Indeed she didn’t. Partly influenced by her husband’s theories of what he called ‘dissonant counterpoint’ she devised a language in which dissonances are seen as ‘normal’, with consonances used as an expressive ‘flavouring’ – precisely the reverse of nineteenth-century harmony. Rhythm, tone-colour and dynamics (loudness) are as exactly calculated in her music as melody. And yet her music isn’t really ‘difficult’. The slow movement of her string quartet uses a technique that she off-puttingly described as ‘dissonant dynamics’. The score is studded with very precise indications of loudness, softness and the gradations between them; almost as though dynamics were more important than melody. The function of the technique, though, is to place in relief a very long melody which passes from instrument to instrument almost with each note. Played as she instructed that melody is not only very beautiful but poignantly expressive.

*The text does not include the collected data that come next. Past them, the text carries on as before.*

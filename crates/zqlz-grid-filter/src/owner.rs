//! The receiving side of published predicates

use std::time::Duration;

use parking_lot::RwLock;

use crate::evaluator::CombinedPredicate;
use crate::types::{ColumnKey, FilterRow, FilterValue};

/// Problems the coordinator reports instead of failing
#[derive(Debug, Clone, PartialEq)]
pub enum FilterDiagnostic {
    /// A factory could not build a filter; the column is left unconstrained
    FactoryFailed {
        column: ColumnKey,
        factory: String,
        value: FilterValue,
        message: String,
    },
    /// An event referenced a column that is not registered
    UnknownColumn { column: ColumnKey },
    /// A delay change was out of range and ignored
    InvalidEvaluationDelay { requested: Duration, maximum: Duration },
}

impl std::fmt::Display for FilterDiagnostic {
    fn fmt(&self, f: &mut std::fmt::Formatter<'_>) -> std::fmt::Result {
        match self {
            Self::FactoryFailed {
                column,
                factory,
                message,
                ..
            } => write!(f, "{} filter failed for column {}: {}", factory, column, message),
            Self::UnknownColumn { column } => write!(f, "column {} is not registered", column),
            Self::InvalidEvaluationDelay { requested, maximum } => write!(
                f,
                "evaluation delay {:?} exceeds maximum of {:?}",
                requested, maximum
            ),
        }
    }
}

/// Owner of the visible row collection.
///
/// Called from the coordinator's task. Implementations must tolerate being
/// handed an equivalent predicate more than once, and must not block.
pub trait RowCollectionOwner: Send + Sync + 'static {
    /// Replace the predicate deciding which rows are visible
    fn set_filter_predicate(&self, predicate: CombinedPredicate);

    fn report_diagnostic(&self, diagnostic: FilterDiagnostic) {
        tracing::warn!(%diagnostic, "Grid filter diagnostic");
    }
}

/// In-memory row collection that keeps the indices of rows passing the
/// current predicate.
///
/// Replacing the rows re-applies the last predicate, so the owner stays
/// consistent across row changes without involving the coordinator.
pub struct FilteredRows<R> {
    state: RwLock<FilteredRowsState<R>>,
}

struct FilteredRowsState<R> {
    rows: Vec<R>,
    predicate: CombinedPredicate,
    filtered_row_indices: Vec<usize>,
    is_filtering: bool,
}

impl<R: FilterRow> FilteredRowsState<R> {
    fn refilter(&mut self) {
        self.is_filtering = !self.predicate.is_accept_all();
        if self.is_filtering {
            self.filtered_row_indices = self.predicate.filter_indices(&self.rows);
        } else {
            self.filtered_row_indices.clear();
        }
    }
}

impl<R: FilterRow> FilteredRows<R> {
    pub fn new(rows: Vec<R>) -> Self {
        Self {
            state: RwLock::new(FilteredRowsState {
                rows,
                predicate: CombinedPredicate::accept_all(),
                filtered_row_indices: Vec::new(),
                is_filtering: false,
            }),
        }
    }

    /// Replace the rows and re-derive the visible set with the current predicate
    pub fn set_rows(&self, rows: Vec<R>) {
        let mut state = self.state.write();
        state.rows = rows;
        state.refilter();
    }

    pub fn is_filtering(&self) -> bool {
        self.state.read().is_filtering
    }

    /// The predicate last handed over by the coordinator
    pub fn predicate(&self) -> CombinedPredicate {
        self.state.read().predicate.clone()
    }

    pub fn total_count(&self) -> usize {
        self.state.read().rows.len()
    }

    pub fn visible_count(&self) -> usize {
        let state = self.state.read();
        if state.is_filtering {
            state.filtered_row_indices.len()
        } else {
            state.rows.len()
        }
    }

    /// Indices into the full row list of every visible row
    pub fn visible_indices(&self) -> Vec<usize> {
        let state = self.state.read();
        if state.is_filtering {
            state.filtered_row_indices.clone()
        } else {
            (0..state.rows.len()).collect()
        }
    }

    /// Map a display position to its index in the full row list
    pub fn actual_row_index(&self, display_row: usize) -> Option<usize> {
        let state = self.state.read();
        if state.is_filtering {
            state.filtered_row_indices.get(display_row).copied()
        } else {
            (display_row < state.rows.len()).then_some(display_row)
        }
    }
}

impl<R: FilterRow + Clone> FilteredRows<R> {
    pub fn visible_rows(&self) -> Vec<R> {
        let state = self.state.read();
        if state.is_filtering {
            state
                .filtered_row_indices
                .iter()
                .map(|&idx| state.rows[idx].clone())
                .collect()
        } else {
            state.rows.clone()
        }
    }
}

impl<R> RowCollectionOwner for FilteredRows<R>
where
    R: FilterRow + Send + Sync + 'static,
{
    fn set_filter_predicate(&self, predicate: CombinedPredicate) {
        let mut state = self.state.write();
        state.predicate = predicate;
        state.refilter();
        tracing::debug!(
            visible = state.filtered_row_indices.len(),
            total = state.rows.len(),
            filtering = state.is_filtering,
            "Row filter applied"
        );
    }
}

But while we’ve been waiting for her other pieces to emerge, a few more facts about Seeger have become rather better known. Pheraps her married name may have rung a bell in your memory? The popular and influential folk singers Pete, Peggy and Michael Seeger are her stepson, daughter and son respectively. In 1931 Ruth Crawford married her teacher Charles Seeger. During the 1930s, the years of the Depression and its aftermath, they became passionately involved in politics – both were communists for a while – and in a conviction that music could help in the political struggle. Ruth devoted much of her energy from the early 1930s onwards to transcribing, arranging and publishing American folk songs – thousands of them – particularly for educational work with children. What with that and with teaching the piano to make ends meet – the Seegers were never well-off – there was little time left for composing. And besides, Ruth was fairly heavily involved in what she called ‘composing babies’ – with three children from her husband’s previous marriage, there would eventually be seven little Seegers to look after. She wrote a couple of overtly political works, settings of propaganda texts by the Chinese communist poet H T Tsiang (though she removed some of his more inflammatory words), but she didn’t return to writing what she called her ‘own’ music until 1952, when she wrote a suite for wind quintet. Shortly thereafter, however, she developed cancer and died the following year.
It’s a sad story, but an inspiring one. (I would imagine that Minna Keal, who in the 1930s was active in the anti-fascist movement in the East End of London and who helped to save many refugee children from Nazi Germany, would agree). It’s sad, not only because Seeger died relatively young, with most of her ‘own’ music little-known, but because in that late wind quintet she seems to have been moving towards a new style, maintaining the toughness of her remarkable youthful compositions but seasoning it with something of what she had learned from her indefatigable work on folk song. It’s sad, too, of course, because we have no ‘serious’ music from what might have been her most productive years. But who’s to say that the years she devoted to folk music (and to the bringing up of her children) were wasted?